Les combats faisaient rage au centre de la ville, et des obus de mortier des FARDC ont détruit des maisons et tué des habitants, a reconnu un colonel de l’armée congolaise. « Dommages collatéraux », a-t-il dit.
Mais l’armée n’a pas réussi à reprendre Kibirizi, laissant ses habitants à la merci du M23 qui a commencé à « attaquer la population » dès que l’armée congolaise s’est retirée, raconte Kasereka.
Les hommes qui ont coupé le cou de Kasereka et tranché la gorge de son ami Germain, qui est décédé, les ont accusés d’appartenir à un groupe de milices qui les aurait tendu une embuscade.
« Ils nous soupçonnaient d’être des traîtres et d’avoir facilité l’entrée des Wazalendo dans la ville », a déclaré Kasereka.
En 2022, plus de 100 personnes ont été tuées pour les mêmes raisons à Kishishe, une ville située à environ 10km de Kibirizi.
Les Nations Unies ont ensuite conclu que le M23 était responsable du massacre.
Kasereka se rétablit depuis une dizaine de jours dans un hôpital de la ville de Kanyabayonga, à environ 10km de l’endroit où il a été attaqué.
Dans le lit à côté de lui, un combattant de 18 ans, également nommé Germain, est allongé dans des draps sales avec des bandages autour de son bras blessé.
Germain combat depuis quatre ans avec le FPP/AP (Front des Patriotes pour la Paix/Armée du Peuple), l’un des plus grands groupes armés de la région faisant partie des Wazalendo.
Mais il a été blessé par des éclats d’un obus durant la tentative ratée de l’armée congolaise et de ses alliés de reprendre le contrôle de Kibirizi.
Depuis près de deux ans, les FARDC et les Wazalendo n’ont remporté aucune victoire, alors que le M23 continue à progresser dans la province du Nord-Kivu.
Augustin Darwin, porte-parole du FPP/AP, a dit n’avoir aucune confiance dans les FARDC, car elles ne respectent pas les accords passés avec les groupes armés.
Il accuse l’armée congolaise de « repli après repli » et de « fuite devant l’ennemi ».
![Des combattants du FPP/AP au Nord-Kivu \[Alexis Huguet/AFP\]](https://aljazeera.net/wp-content/uploads/2024/05/AFP__20240515__34RH47U__v2__Preview__TopshotDrcongoUnrestConflict-1715849347.jpg?w=770&resize=770%2C513)

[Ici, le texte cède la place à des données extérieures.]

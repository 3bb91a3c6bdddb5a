/*!
 * Preemption Tests
 * Forced rescheduling, voluntary yields and context switch effects
 */

use crate::common::Harness;
use ai_os_sched::{
    Priority, ProcessState, SchedulerConfig, SchedulingPolicy, Timestamp, IDLE_PID,
};
use pretty_assertions::assert_eq;
use std::time::Duration;

#[test]
fn test_runaway_process_is_preempted() {
    let mut h = Harness::new(SchedulingPolicy::Priority);
    let hog = h.spawn("hog", Priority::Realtime);
    let victim = h.spawn("victim", Priority::Low);

    assert_eq!(h.state.schedule().unwrap(), hog);
    h.clock.advance(Duration::from_millis(101));
    assert_eq!(h.state.schedule().unwrap(), victim);

    let stats = h.state.get_statistics();
    assert_eq!(stats.preemptions, 1);
    assert_eq!(
        h.state.get_process_info(hog).unwrap().state,
        ProcessState::Ready
    );
    assert_eq!(
        h.state.get_process_info(hog).unwrap().execution_time,
        Duration::from_millis(101)
    );
    h.assert_consistent();
}

struct HogRun {
    preemptions: u64,
    longest_run: Duration,
    contender_dispatches: u64,
}

/// A HIGH process that never yields against a LOW contender, scheduled every
/// 20ms for 300ms
fn run_hog(policy: SchedulingPolicy, slice: Duration) -> HogRun {
    let config = SchedulerConfig::default()
        .with_policy(policy)
        .with_time_slice(slice);
    let mut h = Harness::with_config(config);
    let hog = h.spawn("hog", Priority::High);
    let contender = h.spawn("contender", Priority::Low);

    let step = Duration::from_millis(20);
    let mut now: Timestamp = 0;
    let mut longest_run = Duration::ZERO;
    assert_eq!(h.state.schedule().unwrap(), hog);
    for _ in 0..15 {
        h.clock.advance(step);
        now += step.as_micros() as Timestamp;
        if h.state.schedule().unwrap() == hog {
            let dispatched = h.state.get_process_info(hog).unwrap().last_scheduled.unwrap();
            longest_run = longest_run.max(Duration::from_micros(now - dispatched));
        }
        h.assert_consistent();
    }

    HogRun {
        preemptions: h.state.get_statistics().preemptions,
        longest_run,
        contender_dispatches: h.state.get_process_info(contender).unwrap().dispatches,
    }
}

#[test]
fn test_execution_limit_enforced_under_every_policy() {
    let limit = SchedulerConfig::default().max_execution_without_yield;
    let long_slice = Duration::from_millis(200);

    for policy in SchedulingPolicy::ALL {
        for slice in [SchedulerConfig::default().base_time_slice, long_slice] {
            let run = run_hog(policy, slice);
            assert!(
                run.longest_run <= limit,
                "{} with {:?} slice: hog held the CPU for {:?}",
                policy,
                slice,
                run.longest_run
            );
            assert!(run.contender_dispatches > 0, "{} starved the contender", policy);

            // Round robin rotates on its own when the slice is under the limit
            let rotates_first = policy == SchedulingPolicy::RoundRobin && slice < limit;
            if !rotates_first {
                assert!(
                    run.preemptions >= 1,
                    "{} with {:?} slice never preempted",
                    policy,
                    slice
                );
            }
        }
    }
}

#[test]
fn test_slice_renewal_does_not_reset_execution_limit() {
    let mut h = Harness::new(SchedulingPolicy::MultilevelFeedback);
    let hog = h.spawn("hog", Priority::High);
    let other = h.spawn("other", Priority::Low);

    assert_eq!(h.state.schedule().unwrap(), hog);
    for _ in 0..5 {
        h.clock.advance(Duration::from_millis(20));
        assert_eq!(h.state.schedule().unwrap(), hog);
    }
    h.clock.advance(Duration::from_millis(20));
    assert_eq!(h.state.schedule().unwrap(), other);
    assert_eq!(h.state.get_statistics().preemptions, 1);
    assert_eq!(
        h.state.get_process_info(hog).unwrap().execution_time,
        Duration::from_millis(120)
    );
}

#[test]
fn test_runaway_without_contender_keeps_running() {
    let mut h = Harness::new(SchedulingPolicy::Priority);
    let solo = h.spawn("solo", Priority::Normal);

    assert_eq!(h.state.schedule().unwrap(), solo);
    h.clock.advance(Duration::from_millis(250));
    assert_eq!(h.state.schedule().unwrap(), solo);
    assert_eq!(h.state.get_statistics().preemptions, 0);
    assert_eq!(
        h.state.get_process_info(solo).unwrap().execution_time,
        Duration::from_millis(250)
    );
}

#[test]
fn test_limit_is_exclusive() {
    let mut h = Harness::new(SchedulingPolicy::Priority);
    let hog = h.spawn("hog", Priority::High);
    h.spawn("other", Priority::Low);

    h.state.schedule().unwrap();
    h.clock.advance(Duration::from_millis(100));
    assert_eq!(h.state.schedule().unwrap(), hog);
}

#[test]
fn test_yield_hands_cpu_to_lower_priority() {
    let mut h = Harness::new(SchedulingPolicy::Priority);
    let high = h.spawn("high", Priority::High);
    let low = h.spawn("low", Priority::Low);

    assert_eq!(h.state.schedule().unwrap(), high);
    assert_eq!(h.state.yield_now().unwrap(), low);
    assert_eq!(h.state.get_statistics().voluntary_yields, 1);
    assert_eq!(h.state.queue_snapshot().ready_at(Priority::High), &[high]);
    h.assert_consistent();
}

#[test]
fn test_yield_from_idle_is_a_plain_decision() {
    let mut h = Harness::new(SchedulingPolicy::RoundRobin);
    assert_eq!(h.state.yield_now().unwrap(), IDLE_PID);
    assert_eq!(h.state.get_statistics().voluntary_yields, 0);
}

#[test]
fn test_context_switch_saves_and_restores() {
    let mut h = Harness::new(SchedulingPolicy::Priority);
    let a = h.spawn("a", Priority::Normal);
    let b = h.spawn("b", Priority::Normal);
    h.state.set_context(a, 0xA).unwrap();

    h.state.schedule().unwrap();
    h.clock.advance(Duration::from_millis(3));
    h.state.schedule().unwrap();

    let info = h.state.get_process_info(a).unwrap();
    assert_eq!(info.context.token, 0xA);
    assert_eq!(info.context.saves, 1);
    assert_eq!(info.context.restores, 1);
    assert_eq!(info.context.saved_at, Some(3_000));

    assert_eq!(h.memory.active_map(), Some(b));
    assert_eq!(h.memory.activations(), 2);
}

#[test]
fn test_idle_dispatch_counted() {
    let mut h = Harness::new(SchedulingPolicy::RoundRobin);
    let pid = h.spawn("worker", Priority::Normal);

    assert_eq!(h.state.schedule().unwrap(), pid);
    h.state
        .terminate(pid, 0, ai_os_sched::TerminationReason::Normal)
        .unwrap();
    assert_eq!(h.state.schedule().unwrap(), IDLE_PID);

    let stats = h.state.get_statistics();
    assert_eq!(stats.idle_dispatches, 1);
    assert_eq!(stats.context_switches, 2);
}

Ses soldats n’ont « ni bottes, ni uniformes [et] ne reçoivent pas de rations », a déclaré Darwin depuis le quartier général du groupe à Mbavinwa, un petit village situé à environ 10km de Kanyabayonga.
« Ils sont démoralisés », a-t-il ajouté.
S’il y avait moins de détournement de fonds dans l’armée, « les FARDC n’auraient même pas besoin des Wazalendo », a-t-il dit.

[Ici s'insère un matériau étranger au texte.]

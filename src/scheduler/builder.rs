/*!
 * Scheduler Builder
 * Builder pattern for wiring configuration, collaborators and clock
 */

use super::{Scheduler, SchedulerState, SchedulingPolicy};
use crate::core::clock::{Clock, MonotonicClock};
use crate::core::config::SchedulerConfig;
use crate::core::errors::SchedulerResult;
use crate::memory::{MemoryCollaborator, QuantumMemory, SimulatedMemory};
use std::sync::Arc;
use tracing::info;

/// Builder for [`Scheduler`] and [`SchedulerState`]
#[derive(Default)]
pub struct SchedulerBuilder {
    config: SchedulerConfig,
    memory: Option<Arc<dyn MemoryCollaborator>>,
    quantum_memory: Option<Arc<dyn QuantumMemory>>,
    clock: Option<Arc<dyn Clock>>,
}

impl SchedulerBuilder {
    pub fn new() -> Self {
        Self::default()
    }

    pub fn with_config(mut self, config: SchedulerConfig) -> Self {
        self.config = config;
        self
    }

    pub fn with_policy(mut self, policy: SchedulingPolicy) -> Self {
        self.config.policy = policy;
        self
    }

    /// Memory collaborator; defaults to a simulated one sized from the config
    pub fn with_memory(mut self, memory: Arc<dyn MemoryCollaborator>) -> Self {
        self.memory = Some(memory);
        self
    }

    /// Enable quantum workloads
    pub fn with_quantum_memory(mut self, quantum: Arc<dyn QuantumMemory>) -> Self {
        self.quantum_memory = Some(quantum);
        self
    }

    pub fn with_clock(mut self, clock: Arc<dyn Clock>) -> Self {
        self.clock = Some(clock);
        self
    }

    /// Build an initialized state without the shared handle
    pub fn build_state(self) -> SchedulerResult<SchedulerState> {
        self.config.validate()?;

        let memory = self.memory.unwrap_or_else(|| {
            Arc::new(SimulatedMemory::with_capacity(self.config.memory_capacity))
        });
        let clock = self
            .clock
            .unwrap_or_else(|| Arc::new(MonotonicClock::new()));

        let mut state = SchedulerState::new(self.config, memory, clock);
        if let Some(quantum) = self.quantum_memory {
            state = state.with_quantum_memory(quantum);
        }
        state.initialize()?;

        info!(policy = %state.policy(), "Scheduler state built");
        Ok(state)
    }

    pub fn build(self) -> SchedulerResult<Scheduler> {
        self.build_state().map(Scheduler::new)
    }
}
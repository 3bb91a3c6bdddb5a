/*!
 * Queue Manager
 *
 * Five FIFO ready queues indexed by priority and seven waiting queues
 * indexed by wait reason. Pure container logic over pids: removal is a
 * linear scan, and uniqueness of a pid across queues is the lifecycle
 * layer's responsibility.
 */

use super::types::{Priority, WaitReason};
use crate::core::types::Pid;
use serde::{Deserialize, Serialize};
use std::collections::VecDeque;

#[derive(Debug, Clone, Default)]
pub struct QueueManager {
    ready: [VecDeque<Pid>; Priority::COUNT],
    waiting: [VecDeque<Pid>; WaitReason::COUNT],
}

impl QueueManager {
    pub fn new() -> Self {
        Self::default()
    }

    // Ready queues

    pub fn push_ready(&mut self, priority: Priority, pid: Pid) {
        self.ready[priority.index()].push_back(pid);
    }

    pub fn push_ready_front(&mut self, priority: Priority, pid: Pid) {
        self.ready[priority.index()].push_front(pid);
    }

    pub fn remove_ready(&mut self, priority: Priority, pid: Pid) -> bool {
        remove_pid(&mut self.ready[priority.index()], pid)
    }

    #[inline]
    pub fn peek_ready(&self, priority: Priority) -> Option<Pid> {
        self.ready[priority.index()].front().copied()
    }

    pub fn pop_ready(&mut self, priority: Priority) -> Option<Pid> {
        self.ready[priority.index()].pop_front()
    }

    /// Move the head of a ready queue to its tail
    pub fn rotate_ready(&mut self, priority: Priority) {
        let queue = &mut self.ready[priority.index()];
        if !queue.is_empty() {
            queue.rotate_left(1);
        }
    }

    /// Move `pid` to the head of its ready queue
    pub fn move_to_front(&mut self, priority: Priority, pid: Pid) -> bool {
        if self.remove_ready(priority, pid) {
            self.push_ready_front(priority, pid);
            true
        } else {
            false
        }
    }

    #[inline]
    pub fn ready(&self, priority: Priority) -> &VecDeque<Pid> {
        &self.ready[priority.index()]
    }

    pub fn ready_len(&self) -> usize {
        self.ready.iter().map(VecDeque::len).sum()
    }

    /// Ready queues from realtime down to idle
    pub fn ready_descending(&self) -> impl Iterator<Item = (Priority, &VecDeque<Pid>)> {
        Priority::DESCENDING
            .into_iter()
            .map(move |p| (p, &self.ready[p.index()]))
    }

    // Waiting queues

    pub fn push_waiting(&mut self, reason: WaitReason, pid: Pid) {
        self.waiting[reason.index()].push_back(pid);
    }

    pub fn remove_waiting(&mut self, reason: WaitReason, pid: Pid) -> bool {
        remove_pid(&mut self.waiting[reason.index()], pid)
    }

    #[inline]
    pub fn waiting(&self, reason: WaitReason) -> &VecDeque<Pid> {
        &self.waiting[reason.index()]
    }

    pub fn waiting_len(&self) -> usize {
        self.waiting.iter().map(VecDeque::len).sum()
    }

    // Whole-manager helpers

    /// Remove `pid` from every queue, returning how many entries were dropped
    pub fn purge(&mut self, pid: Pid) -> usize {
        self.ready
            .iter_mut()
            .chain(self.waiting.iter_mut())
            .map(|q| {
                let before = q.len();
                q.retain(|&p| p != pid);
                before - q.len()
            })
            .sum()
    }

    /// Total number of entries for `pid` across all queues
    pub fn occurrences(&self, pid: Pid) -> usize {
        self.ready
            .iter()
            .chain(self.waiting.iter())
            .map(|q| q.iter().filter(|&&p| p == pid).count())
            .sum()
    }

    pub fn snapshot(&self) -> QueueSnapshot {
        QueueSnapshot {
            ready: self.ready.iter().map(|q| q.iter().copied().collect()).collect(),
            waiting: WaitReason::ALL
                .into_iter()
                .map(|r| (r, self.waiting[r.index()].iter().copied().collect()))
                .collect(),
        }
    }
}

/// Copy of every queue's contents
#[derive(Debug, Clone, PartialEq, Eq, Serialize, Deserialize)]
pub struct QueueSnapshot {
    /// Indexed by priority level
    pub ready: Vec<Vec<Pid>>,
    pub waiting: Vec<(WaitReason, Vec<Pid>)>,
}

impl QueueSnapshot {
    pub fn ready_at(&self, priority: Priority) -> &[Pid] {
        &self.ready[priority.index()]
    }

    pub fn waiting_on(&self, reason: WaitReason) -> &[Pid] {
        self.waiting
            .iter()
            .find(|(r, _)| *r == reason)
            .map(|(_, pids)| pids.as_slice())
            .unwrap_or(&[])
    }
}

fn remove_pid(queue: &mut VecDeque<Pid>, pid: Pid) -> bool {
    match queue.iter().position(|&p| p == pid) {
        Some(pos) => {
            queue.remove(pos);
            true
        }
        None => false,
    }
}
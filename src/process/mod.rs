/*!
 * Process Module
 * Process descriptors, the process table, queues and lifecycle transitions
 */

pub mod descriptor;
pub mod lifecycle;
pub mod queues;
pub mod table;
pub mod types;
pub mod validation;

// Re-export for convenience
pub use descriptor::{Process, ProcessInfo};
pub use queues::{QueueManager, QueueSnapshot};
pub use table::ProcessTable;
pub use types::*;
pub use validation::can_transition;
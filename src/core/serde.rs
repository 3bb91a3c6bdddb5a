/*!
 * Serde Helper Functions
 * Skip predicates shared by snapshot and statistics types
 */

pub use serde_with::{serde_as, DurationMicroSeconds, DurationMilliSeconds};

/// Skip serializing if Option is None
#[inline]
pub const fn is_none<T>(value: &Option<T>) -> bool {
    value.is_none()
}

/// Skip serializing if bool is false
#[inline]
pub const fn is_false(value: &bool) -> bool {
    !*value
}

#[inline]
pub const fn is_zero_u64(value: &u64) -> bool {
    *value == 0
}
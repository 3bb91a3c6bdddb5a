/*!
 * Monitoring
 * Structured tracing and bounded error/warning history
 */

mod events;
mod tracer;

pub use events::{Event, EventLog, Severity};
pub use tracer::init_tracing;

Kanyabayonga est devenu un refuge pour des dizaines de milliers de personnes déplacées qui fuient les combats et les exactions des rebelles du M23.

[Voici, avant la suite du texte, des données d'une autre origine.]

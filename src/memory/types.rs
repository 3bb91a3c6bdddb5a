/*!
 * Memory Types
 * Segment descriptors and collaborator errors
 */

use crate::core::limits;
use crate::core::types::{Address, Pid, Size};
use bitflags::bitflags;
use serde::{Deserialize, Serialize};
use thiserror::Error;

/// Memory collaborator result
pub type MemoryResult<T> = Result<T, MemoryError>;

/// Failures reported by the memory and quantum collaborators
#[derive(Error, Debug, Clone, PartialEq, Eq, Serialize, Deserialize)]
pub enum MemoryError {
    #[error("Out of memory: requested {requested} bytes, available {available} bytes")]
    OutOfMemory { requested: Size, available: Size },

    #[error("Invalid segment size: {0}")]
    InvalidSize(Size),

    #[error("Invalid segment base: 0x{0:x}")]
    InvalidAddress(Address),

    #[error("No address space for process {0}")]
    NoAddressSpace(Pid),

    #[error("Quantum registers exhausted: requested {requested}, available {available}")]
    RegistersExhausted { requested: usize, available: usize },
}

bitflags! {
    /// Access attributes of an address-space segment
    #[derive(Debug, Clone, Copy, PartialEq, Eq, Hash, Serialize, Deserialize)]
    pub struct SegmentAttrs: u8 {
        const READ = 1 << 0;
        const WRITE = 1 << 1;
        const EXEC = 1 << 2;
        const USER = 1 << 3;
        const KERNEL = 1 << 4;
    }
}

/// A segment requested at process creation
#[derive(Debug, Clone, Copy, PartialEq, Eq, Serialize, Deserialize)]
pub struct SegmentRequest {
    pub size: Size,
    pub attrs: SegmentAttrs,
}

impl SegmentRequest {
    #[inline]
    pub const fn new(size: Size, attrs: SegmentAttrs) -> Self {
        Self { size, attrs }
    }

    /// Code, data and stack segments handed to processes that ask for nothing specific
    pub fn default_layout() -> Vec<Self> {
        vec![
            Self::new(
                limits::DEFAULT_CODE_SEGMENT,
                SegmentAttrs::READ | SegmentAttrs::EXEC | SegmentAttrs::USER,
            ),
            Self::new(
                limits::DEFAULT_DATA_SEGMENT,
                SegmentAttrs::READ | SegmentAttrs::WRITE | SegmentAttrs::USER,
            ),
            Self::new(
                limits::DEFAULT_STACK_SEGMENT,
                SegmentAttrs::READ | SegmentAttrs::WRITE | SegmentAttrs::USER,
            ),
        ]
    }
}

/// A granted segment
#[derive(Debug, Clone, Copy, PartialEq, Eq, Serialize, Deserialize)]
pub struct Segment {
    pub base: Address,
    pub size: Size,
    pub attrs: SegmentAttrs,
}

/// Quantum registers granted to a quantum workload
#[derive(Debug, Clone, Copy, PartialEq, Eq, Serialize, Deserialize)]
pub struct QuantumSegment {
    pub first_register: usize,
    pub count: usize,
}
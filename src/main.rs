/*!
 * Scheduler Demo - Main Entry Point
 *
 * Hosts the scheduling core on a tokio runtime with simulated memory and
 * quantum collaborators, drives a small mixed workload, and prints the final
 * statistics and process list as JSON.
 */

use ai_os_sched::{
    init_tracing, Pid, Priority, ProcessFlags, ProcessSpec, ProcessState, Scheduler,
    SchedulerConfig, SchedulerTask, SimulatedMemory, SimulatedQuantumMemory, TerminationReason,
    WaitReason, IDLE_PID,
};
use anyhow::{Context, Result};
use std::sync::Arc;
use std::time::Duration;
use tracing::{info, warn};

const DEFAULT_DEMO_SECS: u64 = 2;
const DRIVER_PERIOD: Duration = Duration::from_millis(25);

fn load_config() -> Result<SchedulerConfig> {
    match std::env::var("SCHED_CONFIG") {
        Ok(path) => SchedulerConfig::from_file(&path)
            .with_context(|| format!("loading scheduler config from {}", path)),
        Err(_) => SchedulerConfig::from_env().context("reading scheduler config from environment"),
    }
}

fn demo_duration() -> Result<Duration> {
    let secs = match std::env::var("SCHED_DEMO_SECS") {
        Ok(raw) => raw
            .parse()
            .with_context(|| format!("SCHED_DEMO_SECS={} is not a number", raw))?,
        Err(_) => DEFAULT_DEMO_SECS,
    };
    Ok(Duration::from_secs(secs))
}

/// A shell owning most of the workload, a detached realtime job and a
/// suspended batch job released later by the driver
fn spawn_workload(scheduler: &Scheduler) -> Result<Vec<Pid>> {
    let shell = scheduler
        .create(ProcessSpec::new("shell").with_flags(ProcessFlags::HIGH_PRIORITY))
        .context("creating shell")?;
    // Children attach to the running process
    scheduler.schedule()?;

    let specs = [
        ProcessSpec::new("indexer"),
        ProcessSpec::new("compiler"),
        ProcessSpec::new("backup").with_priority(Priority::Low),
        ProcessSpec::new("annealer").quantum(8),
        ProcessSpec::new("nightly").with_priority(Priority::Low).suspended(),
        ProcessSpec::new("audio").with_flags(ProcessFlags::REALTIME | ProcessFlags::DETACHED),
    ];

    let mut pids = vec![shell];
    for spec in specs {
        let name = spec.name.clone();
        let pid = scheduler
            .create(spec)
            .with_context(|| format!("creating {}", name))?;
        pids.push(pid);
    }
    Ok(pids)
}

fn pids_in(scheduler: &Scheduler, state: ProcessState) -> Vec<Pid> {
    scheduler
        .list_processes()
        .into_iter()
        .filter(|p| p.state == state)
        .map(|p| p.pid)
        .collect()
}

/// One step of simulated process behaviour
fn drive(scheduler: &Scheduler, step: u64) -> Result<()> {
    if step == 8 {
        for pid in pids_in(scheduler, ProcessState::Created) {
            info!(pid, "Releasing suspended job");
            scheduler.resume(pid)?;
        }
    }

    if step % 4 == 3 {
        for pid in pids_in(scheduler, ProcessState::Waiting) {
            scheduler.unblock(pid)?;
        }
        return Ok(());
    }

    let Some(pid) = scheduler.current_pid().filter(|&pid| pid != IDLE_PID) else {
        return Ok(());
    };
    match step % 4 {
        0 => scheduler.block(pid, WaitReason::Io, Some(step))?,
        1 => {
            scheduler.yield_now()?;
        }
        _ => {}
    }
    Ok(())
}

#[tokio::main]
async fn main() -> Result<()> {
    init_tracing();

    let config = load_config()?;
    let run_for = demo_duration()?;
    info!(policy = %config.policy, run_secs = run_for.as_secs(), "Scheduler demo starting");

    let scheduler = Scheduler::builder()
        .with_memory(Arc::new(SimulatedMemory::with_capacity(config.memory_capacity)))
        .with_quantum_memory(Arc::new(SimulatedQuantumMemory::new()))
        .with_config(config.clone())
        .build()?;

    let pids = spawn_workload(&scheduler)?;
    info!(processes = pids.len(), "Workload created");

    let task = SchedulerTask::spawn(scheduler.clone(), config.tick_interval);

    let driver = {
        let scheduler = scheduler.clone();
        tokio::spawn(async move {
            let mut ticker = tokio::time::interval(DRIVER_PERIOD);
            let mut step = 0u64;
            loop {
                ticker.tick().await;
                if let Err(e) = drive(&scheduler, step) {
                    warn!(error = %e, step, "Workload step failed");
                }
                step += 1;
            }
        })
    };

    tokio::select! {
        _ = tokio::time::sleep(run_for) => info!("Demo period elapsed"),
        result = tokio::signal::ctrl_c() => {
            result.context("listening for ctrl-c")?;
            info!("Interrupted");
        }
    }

    driver.abort();
    task.shutdown().await;

    if let Some(&first) = pids.first() {
        scheduler.terminate(first, 0, TerminationReason::Normal)?;
    }
    let terminated = scheduler.shutdown()?;
    info!(terminated, "Workload shut down");

    if let Err(violations) = scheduler.check_invariants() {
        for violation in &violations {
            warn!(%violation, "Invariant violated");
        }
    }

    let report = serde_json::json!({
        "statistics": scheduler.get_statistics(),
        "processes": scheduler.list_processes(),
    });
    println!("{}", serde_json::to_string_pretty(&report)?);
    Ok(())
}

Mais le maire de la ville, Chrisostome Kasereka, craint que la région ne soit bombardée. « Nous vivons dans la peur », a-t-il déclaré.
Ces dernières semaines, trois obus de mortier sont tombés autour de Kanyabayonga, avait expliqué le maire alors que son secrétaire montrait les restes d’un projectile trouvés dans un champ.
Les leaders de la société civile de Kibirizi, Kanyabayonga et Kishishe disent aussi que certains officiers des FARDC ont « facilité le passage aux rebelles ».
Les officiers des FARDC ont été convoqués dans la capitale, Kinshasa, dans le cadre d’une enquête mi-mars, mais certains sont déjà de retour à Kanyabayonga.
« C’est l’impunité qui fait que les choses ne fonctionnent pas dans notre République », déplore Kasereka.
Les forces armées congolaises et les combattants des Wazalendo ont lancé une nouvelle offensive à Kibirizi.
« Chaque jour, des camions remplis de soldats arrivent ici », a déclaré l’un des leaders de la société civile de la ville.
« Si les soldats des FARDC refont cette manœuvre de ‘repli stratégique’, nous verrons un affrontement entre les Wazalendo et les FARDC… et nous prendrons nous-mêmes les armes », a-t-il averti.